In January, Bill Gates delivered a speech at the World Economic Forum in Davos calling upon the audience to embrace a “system innovation” to deliver the bottom billion, those poorest people, from poverty. In his reckoning, capitalism harnesses one major human motivator, self-interest, while government and philanthropy apply the other, care for others. Gates thinks a hybrid system is needed to address the dire needs of the impoverished.

“I like to call this new system creative capitalism – an approach where governments, businesses, and nonprofits work together to stretch the reach of market forces so that more people can make a profit, or gain recognition, doing work that eases the world’s inequities.”

Creative capitalism would use dual incentives to solve hunger and disease: profits and altruism. Profit-driven firms would be more accountable while focusing on traditionally under-served markets. Take the example of “a Dutch company, which holds the rights to a cholera vaccine, retains the rights in the developed world, but shares those rights with manufacturers in developing countries. The result is a cholera vaccine made in Vietnam that costs less than $1 a dose – and that includes delivery and the costs of an immunization campaign.”

In response to Gates’s call to action, a number of prominent economists and lawyers have developed an online conversation about creative capitalism’s promise and its weaknesses. Participants include Nobel laureate Gary Becker, Judge Richard Posner and aid skeptic William Easterly. Many of the essays are critical.

Easterly writes, “Mr. Gates’ speech attacks the system that has historically done the most to alleviate poverty—traditional capitalism—in favor of an untried and implausible alternative—an illusory Third Way that mixes profits and altruism.” Posner opines that creative capitalism is nothing more than traditional PR-based charity which actually fits nicely with traditional capitalism.

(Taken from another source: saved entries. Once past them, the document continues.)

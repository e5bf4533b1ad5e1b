use serde::{Deserialize, Serialize};

use crate::database::models::notification::NotificationWithGroup;

pub const DEFAULT_LIMIT: i64 = 50;
pub const MAX_LIMIT: i64 = 100;

#[derive(Debug, Deserialize)]
pub struct NotificationQuery {
    /// 按字符串接收，解析失败时用默认值而不是返回 400
    pub limit: Option<String>,
}

#[derive(Debug, Serialize)]
pub struct NotificationListResponse {
    pub notifications: Vec<NotificationWithGroup>,
}

/// 缺省、0、负数或无法解析时取默认值，超过上限时取上限
pub fn clamp_limit(raw: Option<&str>) -> i64 {
    match raw.and_then(|s| s.trim().parse::<i64>().ok()) {
        Some(limit) if limit > MAX_LIMIT => MAX_LIMIT,
        Some(limit) if limit > 0 => limit,
        _ => DEFAULT_LIMIT,
    }
}

#[cfg(test)]
mod tests {
    use super::*;

    #[test]
    fn limit_defaults_and_caps() {
        assert_eq!(clamp_limit(None), 50);
        assert_eq!(clamp_limit(Some("0")), 50);
        assert_eq!(clamp_limit(Some("-3")), 50);
        assert_eq!(clamp_limit(Some("abc")), 50);
        assert_eq!(clamp_limit(Some("20")), 20);
        assert_eq!(clamp_limit(Some("100")), 100);
        assert_eq!(clamp_limit(Some("500")), 100);
    }
}
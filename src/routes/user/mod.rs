mod handler;
mod model;

pub use handler::update_push_token;
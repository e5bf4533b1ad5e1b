use serde::{Deserialize, Serialize};
use uuid::Uuid;

use crate::database::models::group::GroupEntity;
use crate::database::models::user::UserEntity;

/// 群组名称最大字符数
pub const MAX_GROUP_NAME_LEN: usize = 100;

#[derive(Debug, Deserialize)]
pub struct CreateGroupRequest {
    pub name: String,
}

#[derive(Debug, Serialize)]
pub struct GroupResponse {
    pub group: GroupEntity,
}

#[derive(Debug, Serialize)]
pub struct GroupListResponse {
    pub groups: Vec<GroupEntity>,
}

#[derive(Debug, Serialize)]
pub struct JoinGroupResponse {
    pub message: String,
}

/// 对其他成员公开的用户信息，不包含邮箱和推送令牌
#[derive(Debug, Serialize)]
pub struct MemberInfo {
    pub id: Uuid,
    pub name: String,
}

impl From<UserEntity> for MemberInfo {
    fn from(user: UserEntity) -> Self {
        Self {
            id: user.id,
            name: user.name,
        }
    }
}

#[derive(Debug, Serialize)]
pub struct GroupMembersResponse {
    pub members: Vec<MemberInfo>,
}
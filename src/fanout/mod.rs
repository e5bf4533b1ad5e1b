// 位置更新扇出
//
// 记录事件 -> 查群组 -> 每个群组查成员、拼消息 -> 每个成员写通知、推送
// 事件写入失败直接返回错误；之后的任何失败只影响所在的分支

pub mod membership;
pub mod report;

use std::collections::HashSet;
use std::sync::Arc;

use futures_util::stream::{self, StreamExt};
use thiserror::Error;
use uuid::Uuid;

use crate::database::Store;
use crate::database::models::group::GroupEntity;
use crate::database::models::location::{CountryCode, LocationStatus};
use crate::error::StoreError;
use crate::infrastructure::auth::Identity;
use crate::infrastructure::push::{DeliveryOutcome, PushSender};

pub use membership::MembershipResolver;
pub use report::{BranchFailure, FanOutReport, GroupOutcome, Propagation};

#[derive(Debug, Error)]
pub enum FanOutError {
    /// 事件没有写入，不会发出任何通知
    #[error("failed to record location event: {0}")]
    Record(#[source] StoreError),
}

/// 通知文案
pub fn compose_message(reporter_name: &str, country_code: &CountryCode, status: LocationStatus) -> String {
    match status {
        LocationStatus::Arrived => format!("{reporter_name} has arrived in {country_code}"),
        LocationStatus::Left => format!("{reporter_name} has left {country_code}"),
    }
}

pub struct FanOut {
    store: Arc<dyn Store>,
    push: Arc<dyn PushSender>,
    /// 同时处理的群组数
    concurrency: usize,
}

impl FanOut {
    pub fn new(store: Arc<dyn Store>, push: Arc<dyn PushSender>, concurrency: usize) -> Self {
        Self {
            store,
            push,
            concurrency: concurrency.max(1),
        }
    }

    pub async fn report_location(
        &self,
        reporter: &Identity,
        country_code: CountryCode,
        status: LocationStatus,
    ) -> Result<FanOutReport, FanOutError> {
        let location = self
            .store
            .create_location(reporter.id, &country_code, status)
            .await
            .map_err(FanOutError::Record)?;

        let groups = match MembershipResolver::new(self.store.as_ref())
            .groups_for(reporter.id)
            .await
        {
            Ok(groups) => groups,
            Err(err) => {
                tracing::error!(
                    user_id = %reporter.id,
                    error = %err,
                    "Failed to list user groups, location recorded but not propagated"
                );
                return Ok(FanOutReport::skipped(location, err.to_string()));
            }
        };

        let branch = Branch {
            store: self.store.clone(),
            push: self.push.clone(),
            reporter_id: reporter.id,
            message: compose_message(&reporter.name, &country_code, status).into(),
        };
        let branches: Vec<_> = groups
            .into_iter()
            .map(|group| branch.clone().notify_group(group))
            .collect();

        // 分支在独立任务里执行，请求被丢弃也会全部跑完
        // buffered 保持群组顺序，分支之间互不取消
        let concurrency = self.concurrency;
        let reporter_id = reporter.id;
        let stage = tokio::spawn(async move {
            let outcomes: Vec<GroupOutcome> = stream::iter(branches)
                .buffered(concurrency)
                .collect()
                .await;
            tracing::info!(
                user_id = %reporter_id,
                groups = outcomes.len(),
                notifications = outcomes.iter().map(|o| o.notified).sum::<usize>(),
                pushes = outcomes.iter().map(|o| o.pushed).sum::<usize>(),
                failures = outcomes.iter().map(|o| o.failures.len()).sum::<usize>(),
                "Location update propagated"
            );
            outcomes
        });

        match stage.await {
            Ok(outcomes) => Ok(FanOutReport::from_groups(location, outcomes)),
            Err(err) => {
                tracing::error!(user_id = %reporter.id, error = %err, "Fan-out task failed");
                Ok(FanOutReport::interrupted(location, err.to_string()))
            }
        }
    }
}

/// 单个群组分支需要的全部数据，分支 future 不借用调用方
#[derive(Clone)]
struct Branch {
    store: Arc<dyn Store>,
    push: Arc<dyn PushSender>,
    reporter_id: Uuid,
    message: Arc<str>,
}

impl Branch {
    async fn notify_group(self, group: GroupEntity) -> GroupOutcome {
        let mut outcome = GroupOutcome::new(group.id);

        let roster = match MembershipResolver::new(self.store.as_ref())
            .roster(group.id)
            .await
        {
            Ok(roster) => roster,
            Err(err) => {
                tracing::error!(group_id = %group.id, error = %err, "Failed to get group members");
                outcome.failures.push(BranchFailure::Roster {
                    group_id: group.id,
                    reason: err.to_string(),
                });
                return outcome;
            }
        };

        let mut seen: HashSet<Uuid> = HashSet::new();
        for member in roster.iter().filter(|m| m.id != self.reporter_id) {
            if !seen.insert(member.id) {
                continue;
            }

            if let Err(err) = self
                .store
                .create_notification(member.id, group.id, &self.message)
                .await
            {
                tracing::error!(
                    group_id = %group.id,
                    member_id = %member.id,
                    error = %err,
                    "Failed to create notification"
                );
                outcome.failures.push(BranchFailure::Notification {
                    group_id: group.id,
                    recipient_id: member.id,
                    reason: err.to_string(),
                });
                continue;
            }
            outcome.notified += 1;

            let Some(push_token) = member.push_token() else {
                continue;
            };
            match self.push.send(push_token, &self.message).await {
                DeliveryOutcome::Sent => outcome.pushed += 1,
                DeliveryOutcome::Failed(reason) => {
                    tracing::warn!(
                        group_id = %group.id,
                        member_id = %member.id,
                        reason = %reason,
                        "Failed to send push notification"
                    );
                    outcome.failures.push(BranchFailure::Delivery {
                        group_id: group.id,
                        recipient_id: member.id,
                        reason,
                    });
                }
            }
        }

        outcome
    }
}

After browsing the critiques, I think much of the trouble comes down to Gates’s nomenclature. The examples in his speech or C.K. Prahalad’s wonderful book, “Fortune at the Bottom of the Pyramid” are not truly a new system. Prahalad demonstrates the massive profits and opportunities open to firms which are willing to understand and enter the market of the poor.

The problem comes down to capitalism’s tendency to lead to thoughtless profit pursuit. What is needed is not creative capitalism (as Greg Mankiw said “I though capitalism WAS creative.”). What is needed is conscious capitalism. Mortgage brokers, borrowers and Wall Street investment bankers got a taste of unconscious capitalism with the subprime fiasco.

Part of the problem comes down to the way corporate governance is conducted: being under pressure to out-perform the last quarter every 3 months places an insane focus on short-term thinking. Judgement Day for those corporate officers with fidicuary responsibility to shareholders comes not once a lifetime, but 4 times a year. Accountability is good, but long-term thinking often falls by the wayside.

Joi Ito, a Japanese venture capitalist and CEO of Creative Commons, noted something similar at a recent panel. Money makes people short-sighted and when coupled with the Internet’s efficiencies, he believes “fluctuation amplification occurs.” His hope is that capitalism will be injected with long-term thinking about issues like the commons.

[youtube=http://www.youtube.com/watch?v=-Ox02qM_yuc]

As it relates to the Internet, Joi worries that a rush to mobile-based connectivity will promote carriers who do not reinvest in the ecology of the Internet and who swallow profits for short-term gain.

The same could be said of Gates’s goal. The same wholistic approach which must be taken to defend the Internet’s openness is the approach which must be taken to invest in the poorest in our world. It requires awareness of the difficulties and opportunities of capitalism. By recognizing that today’s poor are next decade’s consumers, capitalism will continue to lift out of poverty millions, but only if it is done consciously.